Indian ports-to-energy conglomerate Adani Group continues to seek strategic equity partners in line with its long-term investment strategy, debt research firm CreditSights said in a report, hinting at concerns over the group’s increased leverage. The group, led by Asia’s richest man Gautam Adani, is looking to expand its presence in power generation and infrastructure, and ventured into cement earlier this year.
Adani’s chairman said in late September that the group would invest more than $100 billion over the next decade, much of it in the energy transition business. CreditSights said the conglomerate is venturing into new or unrelated businesses that are highly capital intensive.
It has plans for four business verticals including energy and utilities, transportation and logistics, materials, metals and mining and consumer, CreditSights said. “We continue to hold the view that several of the group’s companies maintain increased leverage due to aggressive expansion plans, which are largely debt-financed and under pressure from their credit metrics and cash flow,” said a Nov. 4 note that was shared.
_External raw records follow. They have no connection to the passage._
//! Parallel scan driver.
//!
//! Fans stocks out over a private rayon pool. Each worker walks its own
//! stock's evaluation dates in order, slicing the bars so that evaluation at
//! date t only ever sees bars up to t. The cooldown store is the only shared
//! state. Results are sorted by (signal_date, stock_id), so the report does
//! not depend on how work was scheduled.

use std::collections::BTreeMap;

use chrono::NaiveDate;
use nshape_core::domain::Bar;
use nshape_core::{CooldownStore, ParamError, Signal, SignalEmitter};
use rayon::prelude::*;
use serde::Serialize;
use thiserror::Error;
use tracing::{debug, info};

use crate::config::ScanConfig;
use crate::data_loader::Universe;

/// Outcome label for stocks with no bar on an evaluation date.
pub const NO_BAR: &str = "no_bar";
/// Outcome label for signals dropped by `min_score`.
pub const BELOW_MIN_SCORE: &str = "below_min_score";

#[derive(Debug, Error)]
pub enum ScanError {
    #[error("invalid scan parameters: {0}")]
    Params(#[from] ParamError),

    #[error("build worker pool: {0}")]
    Pool(#[from] rayon::ThreadPoolBuildError),

    #[error("start date {start} is after end date {end}")]
    DateRange { start: NaiveDate, end: NaiveDate },
}

/// Summary of one scan or replay.
#[derive(Debug, Clone, Serialize)]
pub struct ScanReport {
    pub params_hash: String,
    pub start: NaiveDate,
    pub end: NaiveDate,
    /// Stocks in the universe.
    pub stocks: usize,
    /// (stock, date) pairs evaluated.
    pub evaluations: usize,
    /// Count per outcome label, e.g. `no_pattern`, `emitted`.
    pub outcomes: BTreeMap<&'static str, usize>,
    /// Sorted by (signal_date, stock_id).
    pub signals: Vec<Signal>,
}

impl ScanReport {
    pub fn signal_count(&self) -> usize {
        self.signals.len()
    }

    pub fn outcome(&self, label: &str) -> usize {
        self.outcomes.get(label).copied().unwrap_or(0)
    }
}

/// Per-stock partial result, merged after the parallel pass.
#[derive(Default)]
struct StockRun {
    evaluations: usize,
    outcomes: BTreeMap<&'static str, usize>,
    signals: Vec<Signal>,
}

pub struct Scanner {
    emitter: SignalEmitter,
    min_score: Option<u8>,
    pool: rayon::ThreadPool,
    threads: usize,
}

impl Scanner {
    pub fn new(config: &ScanConfig) -> Result<Self, ScanError> {
        let emitter = SignalEmitter::new(config.params.clone())?;
        let mut builder =
            rayon::ThreadPoolBuilder::new().thread_name(|i| format!("nshape-scan-{i}"));
        if let Some(n) = config.threads {
            builder = builder.num_threads(n);
        }
        let pool = builder.build()?;
        let threads = pool.current_num_threads();
        Ok(Self {
            emitter,
            min_score: config.min_score,
            pool,
            threads,
        })
    }

    pub fn emitter(&self) -> &SignalEmitter {
        &self.emitter
    }

    pub fn threads(&self) -> usize {
        self.threads
    }

    /// Evaluate every stock that traded on `date`.
    pub fn scan_date(
        &self,
        universe: &Universe,
        date: NaiveDate,
        store: &dyn CooldownStore,
    ) -> ScanReport {
        let report = self.run(universe, date, date, store, true);
        info!(
            "Scan {}: {} stocks, {} signals ({} no bar)",
            date,
            report.stocks,
            report.signal_count(),
            report.outcome(NO_BAR)
        );
        report
    }

    /// Evaluate every trading day of every stock in `[start, end]`, in date
    /// order per stock, sharing one cooldown store across the whole range.
    pub fn replay(
        &self,
        universe: &Universe,
        start: NaiveDate,
        end: NaiveDate,
        store: &dyn CooldownStore,
    ) -> Result<ScanReport, ScanError> {
        if start > end {
            return Err(ScanError::DateRange { start, end });
        }
        let report = self.run(universe, start, end, store, false);
        info!(
            "Replay {}..={}: {} stocks, {} evaluations, {} signals",
            start,
            end,
            report.stocks,
            report.evaluations,
            report.signal_count()
        );
        Ok(report)
    }

    fn run(
        &self,
        universe: &Universe,
        start: NaiveDate,
        end: NaiveDate,
        store: &dyn CooldownStore,
        single_date: bool,
    ) -> ScanReport {
        let runs: Vec<StockRun> = self.pool.install(|| {
            universe
                .series
                .par_iter()
                .map(|(stock_id, bars)| self.scan_stock(stock_id, bars, start, end, store, single_date))
                .collect()
        });

        let mut report = ScanReport {
            params_hash: self.emitter.params().params_hash().to_string(),
            start,
            end,
            stocks: universe.len(),
            evaluations: 0,
            outcomes: BTreeMap::new(),
            signals: Vec::new(),
        };
        for run in runs {
            report.evaluations += run.evaluations;
            for (label, n) in run.outcomes {
                *report.outcomes.entry(label).or_default() += n;
            }
            report.signals.extend(run.signals);
        }
        report.signals.sort_by(|a, b| {
            a.signal_date()
                .cmp(&b.signal_date())
                .then_with(|| a.stock_id().cmp(b.stock_id()))
        });
        report
    }

    fn scan_stock(
        &self,
        stock_id: &str,
        bars: &[Bar],
        start: NaiveDate,
        end: NaiveDate,
        store: &dyn CooldownStore,
        single_date: bool,
    ) -> StockRun {
        let mut run = StockRun::default();
        let from = bars.partition_point(|b| b.date < start);
        let to = bars.partition_point(|b| b.date <= end);

        if single_date && from == to {
            debug!("{} has no bar on {}", stock_id, start);
            *run.outcomes.entry(NO_BAR).or_default() += 1;
            return run;
        }

        for t in from..to {
            run.evaluations += 1;
            let evaluation = self.emitter.evaluate_detailed(stock_id, &bars[..=t], store);
            let label = evaluation.label();
            match evaluation.signal() {
                Some(signal) if self.below_min_score(&signal) => {
                    *run.outcomes.entry(BELOW_MIN_SCORE).or_default() += 1;
                }
                Some(signal) => {
                    *run.outcomes.entry(label).or_default() += 1;
                    run.signals.push(signal);
                }
                None => *run.outcomes.entry(label).or_default() += 1,
            }
        }
        run
    }

    fn below_min_score(&self, signal: &Signal) -> bool {
        self.min_score
            .is_some_and(|min| signal.score().total < min)
    }
}
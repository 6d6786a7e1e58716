//! Indicator series for one evaluation and the snapshot taken at the evaluation bar.

use serde::Serialize;

use super::{volume_sma, Atr, Ema, Indicator, Rsi, VolumeRatio};
use crate::domain::Bar;
use crate::params::ScanParameters;

/// Every indicator series the pipeline needs, aligned with the bar slice.
#[derive(Debug, Clone)]
pub struct IndicatorSeries {
    pub ema_short: Vec<f64>,
    pub ema_long: Vec<f64>,
    pub rsi: Vec<f64>,
    pub atr: Vec<f64>,
    pub vol_sma: Vec<f64>,
    pub volume_ratio: Vec<f64>,
}

impl IndicatorSeries {
    pub fn compute(bars: &[Bar], params: &ScanParameters) -> Self {
        Self {
            ema_short: Ema::new(params.ema_len).compute(bars),
            ema_long: Ema::new(params.ema_long_len).compute(bars),
            rsi: Rsi::new(params.rsi_len).compute(bars),
            atr: Atr::new(params.atr_len).compute(bars),
            vol_sma: volume_sma(bars, params.vol_ma_len),
            volume_ratio: VolumeRatio::new(params.vol_ma_len).compute(bars),
        }
    }

    /// Sample every series at bar `t`. Out-of-range `t` yields an all-NaN snapshot.
    pub fn snapshot_at(&self, bars: &[Bar], t: usize) -> IndicatorSnapshot {
        let at = |series: &[f64]| series.get(t).copied().unwrap_or(f64::NAN);
        let Some(bar) = bars.get(t) else {
            return IndicatorSnapshot::empty();
        };
        let prev = t.checked_sub(1).and_then(|p| bars.get(p));
        let prev_close = prev.map_or(f64::NAN, |b| b.close);

        IndicatorSnapshot {
            close: bar.close,
            prev_close,
            prev_high: prev.map_or(f64::NAN, |b| b.high),
            ema_short: at(&self.ema_short),
            ema_long: at(&self.ema_long),
            rsi: at(&self.rsi),
            atr: at(&self.atr),
            vol_sma: at(&self.vol_sma),
            volume_ratio: at(&self.volume_ratio),
            day_return: (bar.close - prev_close) / prev_close,
        }
    }
}

/// Indicator values at the evaluation date t.
///
/// Every field is NaN when history is too short to compute it.
#[derive(Debug, Clone, Copy, PartialEq, Serialize)]
pub struct IndicatorSnapshot {
    pub close: f64,
    pub prev_close: f64,
    /// high at t-1
    pub prev_high: f64,
    /// EMA(ema_len), EMA5 by default.
    pub ema_short: f64,
    /// EMA(ema_long_len), EMA20 by default.
    pub ema_long: f64,
    pub rsi: f64,
    pub atr: f64,
    pub vol_sma: f64,
    pub volume_ratio: f64,
    /// close_t / close_{t-1} - 1
    pub day_return: f64,
}

impl IndicatorSnapshot {
    pub fn empty() -> Self {
        Self {
            close: f64::NAN,
            prev_close: f64::NAN,
            prev_high: f64::NAN,
            ema_short: f64::NAN,
            ema_long: f64::NAN,
            rsi: f64::NAN,
            atr: f64::NAN,
            vol_sma: f64::NAN,
            volume_ratio: f64::NAN,
            day_return: f64::NAN,
        }
    }
}
//! Configuration validation with range checks.

use crate::error::ConfigError;

use super::Config;

impl Config {
    /// Validate configuration values are within acceptable ranges.
    pub(crate) fn validate(&self) -> Result<(), ConfigError> {
        if self.processing.supported_formats.is_empty() {
            return Err(ConfigError::ValidationError(
                "processing.supported_formats must not be empty".into(),
            ));
        }
        if self.output.jpeg_quality == 0 || self.output.jpeg_quality > 100 {
            return Err(ConfigError::ValidationError(
                "output.jpeg_quality must be between 1 and 100".into(),
            ));
        }
        if self.folders.base_dir.as_os_str().is_empty() {
            return Err(ConfigError::ValidationError(
                "folders.base_dir must not be empty".into(),
            ));
        }
        Ok(())
    }
}

#[cfg(test)]
mod tests {
    use super::*;

    #[test]
    fn test_default_config_passes_validation() {
        let config = Config::default();
        assert!(config.validate().is_ok());
    }

    #[test]
    fn test_validate_rejects_empty_formats() {
        let mut config = Config::default();
        config.processing.supported_formats.clear();
        let err = config.validate().unwrap_err();
        assert!(err.to_string().contains("supported_formats"));
    }

    #[test]
    fn test_validate_rejects_bad_jpeg_quality() {
        let mut config = Config::default();
        config.output.jpeg_quality = 0;
        let err = config.validate().unwrap_err();
        assert!(err.to_string().contains("jpeg_quality"));

        config.output.jpeg_quality = 101;
        let err = config.validate().unwrap_err();
        assert!(err.to_string().contains("jpeg_quality"));
    }

    #[test]
    fn test_validate_rejects_empty_base_dir() {
        let mut config = Config::default();
        config.folders.base_dir = std::path::PathBuf::new();
        let err = config.validate().unwrap_err();
        assert!(err.to_string().contains("base_dir"));
    }
}
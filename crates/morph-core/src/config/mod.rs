//! Configuration management for Morph.
//!
//! Configuration is loaded from a platform config directory with sensible
//! defaults; a missing file is not an error.

mod types;
mod validate;

pub use types::*;

use crate::error::ConfigError;
use serde::{Deserialize, Serialize};
use std::path::{Path, PathBuf};

/// Root configuration structure for Morph.
#[derive(Debug, Clone, Default, Serialize, Deserialize)]
#[serde(default)]
pub struct Config {
    /// Folder layout
    pub folders: FoldersConfig,

    /// Ingestion settings
    pub processing: ProcessingConfig,

    /// Write-out settings
    pub output: OutputConfig,

    /// Logging settings
    pub logging: LoggingConfig,
}

impl Config {
    /// Load configuration from the default location.
    ///
    /// Returns default configuration if the file doesn't exist.
    pub fn load() -> Result<Self, ConfigError> {
        let path = Self::default_path();
        if path.exists() {
            Self::load_from(&path)
        } else {
            Ok(Self::default())
        }
    }

    /// Load configuration from a specific file path.
    pub fn load_from(path: &Path) -> Result<Self, ConfigError> {
        let content = std::fs::read_to_string(path)?;
        let config: Config = toml::from_str(&content)?;
        config.validate()?;
        Ok(config)
    }

    /// Get the default config file path.
    ///
    /// Uses platform-appropriate directories:
    /// - macOS: ~/Library/Application Support/com.morph.morph/config.toml
    /// - Linux: ~/.config/morph/config.toml
    /// - Windows: C:\Users\<User>\AppData\Roaming\morph\config\config.toml
    ///
    /// Falls back to ~/.morph/config.toml if directory detection fails.
    pub fn default_path() -> PathBuf {
        directories::ProjectDirs::from("com", "morph", "morph")
            .map(|dirs| dirs.config_dir().to_path_buf().join("config.toml"))
            .unwrap_or_else(|| {
                let home = std::env::var("HOME").unwrap_or_else(|_| ".".to_string());
                PathBuf::from(home).join(".morph").join("config.toml")
            })
    }

    /// Get the resolved base folder path (with ~ expansion).
    pub fn base_dir(&self) -> PathBuf {
        let path_str = self.folders.base_dir.to_string_lossy();
        let expanded = shellexpand::tilde(&path_str);
        PathBuf::from(expanded.into_owned())
    }

    /// Get the conventional input folder (`<base>/input`).
    pub fn input_dir(&self) -> PathBuf {
        self.base_dir().join("input")
    }

    /// Get the preview destination folder (`<base>/output`).
    pub fn preview_dir(&self) -> PathBuf {
        self.base_dir().join("output")
    }

    /// Serialize the config to a pretty TOML string.
    pub fn to_toml(&self) -> Result<String, ConfigError> {
        toml::to_string_pretty(self).map_err(|e| ConfigError::ValidationError(e.to_string()))
    }
}

#[cfg(test)]
mod tests {
    use super::*;

    #[test]
    fn test_default_config() {
        let config = Config::default();
        assert_eq!(config.output.jpeg_quality, 95);
        assert_eq!(config.processing.supported_formats.len(), 9);
        assert_eq!(config.folders.base_dir, PathBuf::from("Morph"));
    }

    #[test]
    fn test_derived_folders() {
        let config = Config::default();
        assert!(config.input_dir().ends_with("Morph/input"));
        assert!(config.preview_dir().ends_with("Morph/output"));
    }

    #[test]
    fn test_config_to_toml() {
        let config = Config::default();
        let toml = config.to_toml().unwrap();
        assert!(toml.contains("[folders]"));
        assert!(toml.contains("[processing]"));
        assert!(toml.contains("jpeg_quality = 95"));
    }

    #[test]
    fn test_load_from_roundtrip() {
        let dir = tempfile::tempdir().unwrap();
        let path = dir.path().join("config.toml");
        let mut config = Config::default();
        config.output.jpeg_quality = 80;
        std::fs::write(&path, config.to_toml().unwrap()).unwrap();

        let loaded = Config::load_from(&path).unwrap();
        assert_eq!(loaded.output.jpeg_quality, 80);
    }
}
The research firm, part of Fitch Group, said it remained “concerned” about the group’s leverage.”We expect its expansion and acquisition appetite to remain robust, and that rising debt from expansion will outpace further EBITDA generation, which could lead to further deterioration of the credit profile,” CreditSights said. The combined market capitalization of publicly traded companies is $260 billion and has been growing exponentially in recent years. CreditSights added that the group continues to seek strategic capital partners that align with its long-term investment strategy, such as sovereign wealth funds, and also maintains strong relationships with existing partners.